→ **Activity**: Restate every line of the material that follows, word for word.

→ **Supplied records**:

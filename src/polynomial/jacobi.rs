//! Orthonormal Jacobi polynomials.
//!
//! The family p̂_n^{(a,b)} is orthonormal on [-1, 1] with weight
//! (1-x)^a (1+x)^b:
//! ∫_{-1}^{1} p̂_m(x) p̂_n(x) (1-x)^a (1+x)^b dx = δ_{mn}
//!
//! Values and derivatives come from the three-term recurrence
//! x p̂_n = β_{n+1} p̂_{n+1} + α_n p̂_n + β_n p̂_{n-1},
//! differentiated term by term, so no explicit normalization constants
//! are needed beyond the zeroth moment μ₀.
//!
//! Parameters are restricted to half-integers greater than -1. That covers
//! Chebyshev (-1/2, -1/2), Legendre (0, 0), the ultraspherical output
//! families, and the radial families of the ball (α, k + 1/2).

use crate::error::BasisError;
use std::f64::consts::PI;

/// Number of entries in a derivative jet: value plus three derivatives.
pub const JET_DEPTH: usize = 4;

/// Value and first three derivatives of a function at a point.
pub type Jet = [f64; JET_DEPTH];

/// Γ(x) for positive half-integers x ∈ {1/2, 1, 3/2, ...}.
///
/// Uses Γ(1) = 1, Γ(1/2) = √π and Γ(x+1) = x Γ(x).
pub fn gamma_half_integer(x: f64) -> Result<f64, BasisError> {
    let twice = 2.0 * x;
    if x <= 0.0 || (twice - twice.round()).abs() > 1e-12 {
        return Err(BasisError::GammaArgument(x));
    }
    let twice = twice.round() as i64;
    let (mut value, mut arg) = if twice % 2 == 0 {
        (1.0, 1.0)
    } else {
        (PI.sqrt(), 0.5)
    };
    while arg < x - 0.25 {
        value *= arg;
        arg += 1.0;
    }
    Ok(value)
}

/// Zeroth moment μ₀ = ∫ (1-x)^a (1+x)^b dx = 2^{a+b+1} Γ(a+1) Γ(b+1) / Γ(a+b+2).
pub fn jacobi_mass(a: f64, b: f64) -> Result<f64, BasisError> {
    let num = gamma_half_integer(a + 1.0)? * gamma_half_integer(b + 1.0)?;
    let den = gamma_half_integer(a + b + 2.0)?;
    Ok(2f64.powf(a + b + 1.0) * num / den)
}

/// An orthonormal Jacobi family with fixed parameters.
#[derive(Clone, Copy, Debug, PartialEq)]
pub struct JacobiFamily {
    a: f64,
    b: f64,
    p0: f64,
}

impl JacobiFamily {
    /// Create the family, validating that a and b are half-integers > -1.
    pub fn new(a: f64, b: f64) -> Result<Self, BasisError> {
        for (name, p) in [("a", a), ("b", b)] {
            if p <= -1.0 || ((2.0 * p) - (2.0 * p).round()).abs() > 1e-12 {
                return Err(BasisError::InvalidParameter(format!(
                    "Jacobi parameter {name} = {p} must be a half-integer > -1"
                )));
            }
        }
        let mass = jacobi_mass(a, b)?;
        Ok(Self {
            a,
            b,
            p0: 1.0 / mass.sqrt(),
        })
    }

    /// Chebyshev family (a = b = -1/2).
    pub fn chebyshev() -> Self {
        Self {
            a: -0.5,
            b: -0.5,
            p0: 1.0 / PI.sqrt(),
        }
    }

    /// Legendre family (a = b = 0).
    pub fn legendre() -> Self {
        Self {
            a: 0.0,
            b: 0.0,
            p0: 1.0 / 2f64.sqrt(),
        }
    }

    pub fn a(&self) -> f64 {
        self.a
    }

    pub fn b(&self) -> f64 {
        self.b
    }

    /// The family with both parameters raised by `shift`.
    pub fn shifted(&self, shift: f64) -> Result<Self, BasisError> {
        Self::new(self.a + shift, self.b + shift)
    }

    /// Diagonal recurrence coefficient α_n.
    pub fn alpha(&self, n: usize) -> f64 {
        let (a, b) = (self.a, self.b);
        if n == 0 {
            return (b - a) / (a + b + 2.0);
        }
        let s = 2.0 * n as f64 + a + b;
        (b * b - a * a) / (s * (s + 2.0))
    }

    /// Off-diagonal recurrence coefficient β_n for n ≥ 1.
    pub fn beta(&self, n: usize) -> f64 {
        debug_assert!(n >= 1);
        let (a, b) = (self.a, self.b);
        let nf = n as f64;
        if n == 1 {
            // The (n + a + b) factor cancels against (2n + a + b - 1) for n = 1.
            let s = 2.0 + a + b;
            return (4.0 * (1.0 + a) * (1.0 + b) / (s * s * (s + 1.0))).sqrt();
        }
        let s = 2.0 * nf + a + b;
        let num = 4.0 * nf * (nf + a) * (nf + b) * (nf + a + b);
        (num / (s * s * (s + 1.0) * (s - 1.0))).sqrt()
    }

    /// Values p̂_0(x), ..., p̂_{count-1}(x).
    pub fn values(&self, count: usize, x: f64) -> Vec<f64> {
        let mut out = Vec::with_capacity(count);
        if count == 0 {
            return out;
        }
        out.push(self.p0);
        if count == 1 {
            return out;
        }
        out.push((x - self.alpha(0)) * self.p0 / self.beta(1));
        for n in 1..count - 1 {
            let next = ((x - self.alpha(n)) * out[n] - self.beta(n) * out[n - 1]) / self.beta(n + 1);
            out.push(next);
        }
        out
    }

    /// Jets (value and first three derivatives) of p̂_0 .. p̂_{count-1} at x.
    ///
    /// Differentiating the recurrence j times gives
    /// β_{n+1} p̂_{n+1}^{(j)} = (x - α_n) p̂_n^{(j)} + j p̂_n^{(j-1)} - β_n p̂_{n-1}^{(j)}.
    pub fn jets(&self, count: usize, x: f64) -> Vec<Jet> {
        let mut out: Vec<Jet> = Vec::with_capacity(count);
        if count == 0 {
            return out;
        }
        out.push([self.p0, 0.0, 0.0, 0.0]);
        for n in 0..count - 1 {
            let beta_next = self.beta(n + 1);
            let shift = x - self.alpha(n);
            let cur = out[n];
            let prev = if n > 0 {
                out[n - 1]
            } else {
                [0.0; JET_DEPTH]
            };
            let beta_n = if n > 0 { self.beta(n) } else { 0.0 };
            let mut next = [0.0; JET_DEPTH];
            for j in 0..JET_DEPTH {
                let lower = if j > 0 { j as f64 * cur[j - 1] } else { 0.0 };
                next[j] = (shift * cur[j] + lower - beta_n * prev[j]) / beta_next;
            }
            out.push(next);
        }
        out
    }
}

→ **The completed task**:
filename src/polynomial/jacobi.rs
//! Orthonormal Jacobi polynomials.
//!
//! The family p̂_n^{(a,b)} is orthonormal on [-1, 1] with weight
//! (1-x)^a (1+x)^b:
//! ∫_{-1}^{1} p̂_m(x) p̂_n(x) (1-x)^a (1+x)^b dx = δ_{mn}
//!
//! Values and derivatives come from the three-term recurrence
//! x p̂_n = β_{n+1} p̂_{n+1} + α_n p̂_n + β_n p̂_{n-1},
//! differentiated term by term, so no explicit normalization constants
//! are needed beyond the zeroth moment μ₀.
//!
//! Parameters are restricted to half-integers greater than -1. That covers
//! Chebyshev (-1/2, -1/2), Legendre (0, 0), the ultraspherical output
//! families, and the radial families of the ball (α, k + 1/2).

use crate::error::BasisError;
use std::f64::consts::PI;

/// Number of entries in a derivative jet: value plus three derivatives.
pub const JET_DEPTH: usize = 4;

/// Value and first three derivatives of a function at a point.
pub type Jet = [f64; JET_DEPTH];

/// Γ(x) for positive half-integers x ∈ {1/2, 1, 3/2, ...}.
///
/// Uses Γ(1) = 1, Γ(1/2) = √π and Γ(x+1) = x Γ(x).
pub fn gamma_half_integer(x: f64) -> Result<f64, BasisError> {
    let twice = 2.0 * x;
    if x <= 0.0 || (twice - twice.round()).abs() > 1e-12 {
        return Err(BasisError::GammaArgument(x));
    }
    let twice = twice.round() as i64;
    let (mut value, mut arg) = if twice % 2 == 0 {
        (1.0, 1.0)
    } else {
        (PI.sqrt(), 0.5)
    };
    while arg < x - 0.25 {
        value *= arg;
        arg += 1.0;
    }
    Ok(value)
}

/// Zeroth moment μ₀ = ∫ (1-x)^a (1+x)^b dx = 2^{a+b+1} Γ(a+1) Γ(b+1) / Γ(a+b+2).
pub fn jacobi_mass(a: f64, b: f64) -> Result<f64, BasisError> {
    let num = gamma_half_integer(a + 1.0)? * gamma_half_integer(b + 1.0)?;
    let den = gamma_half_integer(a + b + 2.0)?;
    Ok(2f64.powf(a + b + 1.0) * num / den)
}

/// An orthonormal Jacobi family with fixed parameters.
#[derive(Clone, Copy, Debug, PartialEq)]
pub struct JacobiFamily {
    a: f64,
    b: f64,
    p0: f64,
}

impl JacobiFamily {
    /// Create the family, validating that a and b are half-integers > -1.
    pub fn new(a: f64, b: f64) -> Result<Self, BasisError> {
        for (name, p) in [("a", a), ("b", b)] {
            if p <= -1.0 || ((2.0 * p) - (2.0 * p).round()).abs() > 1e-12 {
                return Err(BasisError::InvalidParameter(format!(
                    "Jacobi parameter {name} = {p} must be a half-integer > -1"
                )));
            }
        }
        let mass = jacobi_mass(a, b)?;
        Ok(Self {
            a,
            b,
            p0: 1.0 / mass.sqrt(),
        })
    }

    /// Chebyshev family (a = b = -1/2).
    pub fn chebyshev() -> Self {
        Self {
            a: -0.5,
            b: -0.5,
            p0: 1.0 / PI.sqrt(),
        }
    }

    /// Legendre family (a = b = 0).
    pub fn legendre() -> Self {
        Self {
            a: 0.0,
            b: 0.0,
            p0: 1.0 / 2f64.sqrt(),
        }
    }

    pub fn a(&self) -> f64 {
        self.a
    }

    pub fn b(&self) -> f64 {
        self.b
    }

    /// The family with both parameters raised by `shift`.
    pub fn shifted(&self, shift: f64) -> Result<Self, BasisError> {
        Self::new(self.a + shift, self.b + shift)
    }

    /// Diagonal recurrence coefficient α_n.
    pub fn alpha(&self, n: usize) -> f64 {
        let (a, b) = (self.a, self.b);
        if n == 0 {
            return (b - a) / (a + b + 2.0);
        }
        let s = 2.0 * n as f64 + a + b;
        (b * b - a * a) / (s * (s + 2.0))
    }

    /// Off-diagonal recurrence coefficient β_n for n ≥ 1.
    pub fn beta(&self, n: usize) -> f64 {
        debug_assert!(n >= 1);
        let (a, b) = (self.a, self.b);
        let nf = n as f64;
        if n == 1 {
            // The (n + a + b) factor cancels against (2n + a + b - 1) for n = 1.
            let s = 2.0 + a + b;
            return (4.0 * (1.0 + a) * (1.0 + b) / (s * s * (s + 1.0))).sqrt();
        }
        let s = 2.0 * nf + a + b;
        let num = 4.0 * nf * (nf + a) * (nf + b) * (nf + a + b);
        (num / (s * s * (s + 1.0) * (s - 1.0))).sqrt()
    }

    /// Values p̂_0(x), ..., p̂_{count-1}(x).
    pub fn values(&self, count: usize, x: f64) -> Vec<f64> {
        let mut out = Vec::with_capacity(count);
        if count == 0 {
            return out;
        }
        out.push(self.p0);
        if count == 1 {
            return out;
        }
        out.push((x - self.alpha(0)) * self.p0 / self.beta(1));
        for n in 1..count - 1 {
            let next = ((x - self.alpha(n)) * out[n] - self.beta(n) * out[n - 1]) / self.beta(n + 1);
            out.push(next);
        }
        out
    }

    /// Jets (value and first three derivatives) of p̂_0 .. p̂_{count-1} at x.
    ///
    /// Differentiating the recurrence j times gives
    /// β_{n+1} p̂_{n+1}^{(j)} = (x - α_n) p̂_n^{(j)} + j p̂_n^{(j-1)} - β_n p̂_{n-1}^{(j)}.
    pub fn jets(&self, count: usize, x: f64) -> Vec<Jet> {
        let mut out: Vec<Jet> = Vec::with_capacity(count);
        if count == 0 {
            return out;
        }
        out.push([self.p0, 0.0, 0.0, 0.0]);
        for n in 0..count - 1 {
            let beta_next = self.beta(n + 1);
            let shift = x - self.alpha(n);
            let cur = out[n];
            let prev = if n > 0 {
                out[n - 1]
            } else {
                [0.0; JET_DEPTH]
            };
            let beta_n = if n > 0 { self.beta(n) } else { 0.0 };
            let mut next = [0.0; JET_DEPTH];
            for j in 0..JET_DEPTH {
                let lower = if j > 0 { j as f64 * cur[j - 1] } else { 0.0 };
                next[j] = (shift * cur[j] + lower - beta_n * prev[j]) / beta_next;
            }
            out.push(next);
        }
        out
    }
}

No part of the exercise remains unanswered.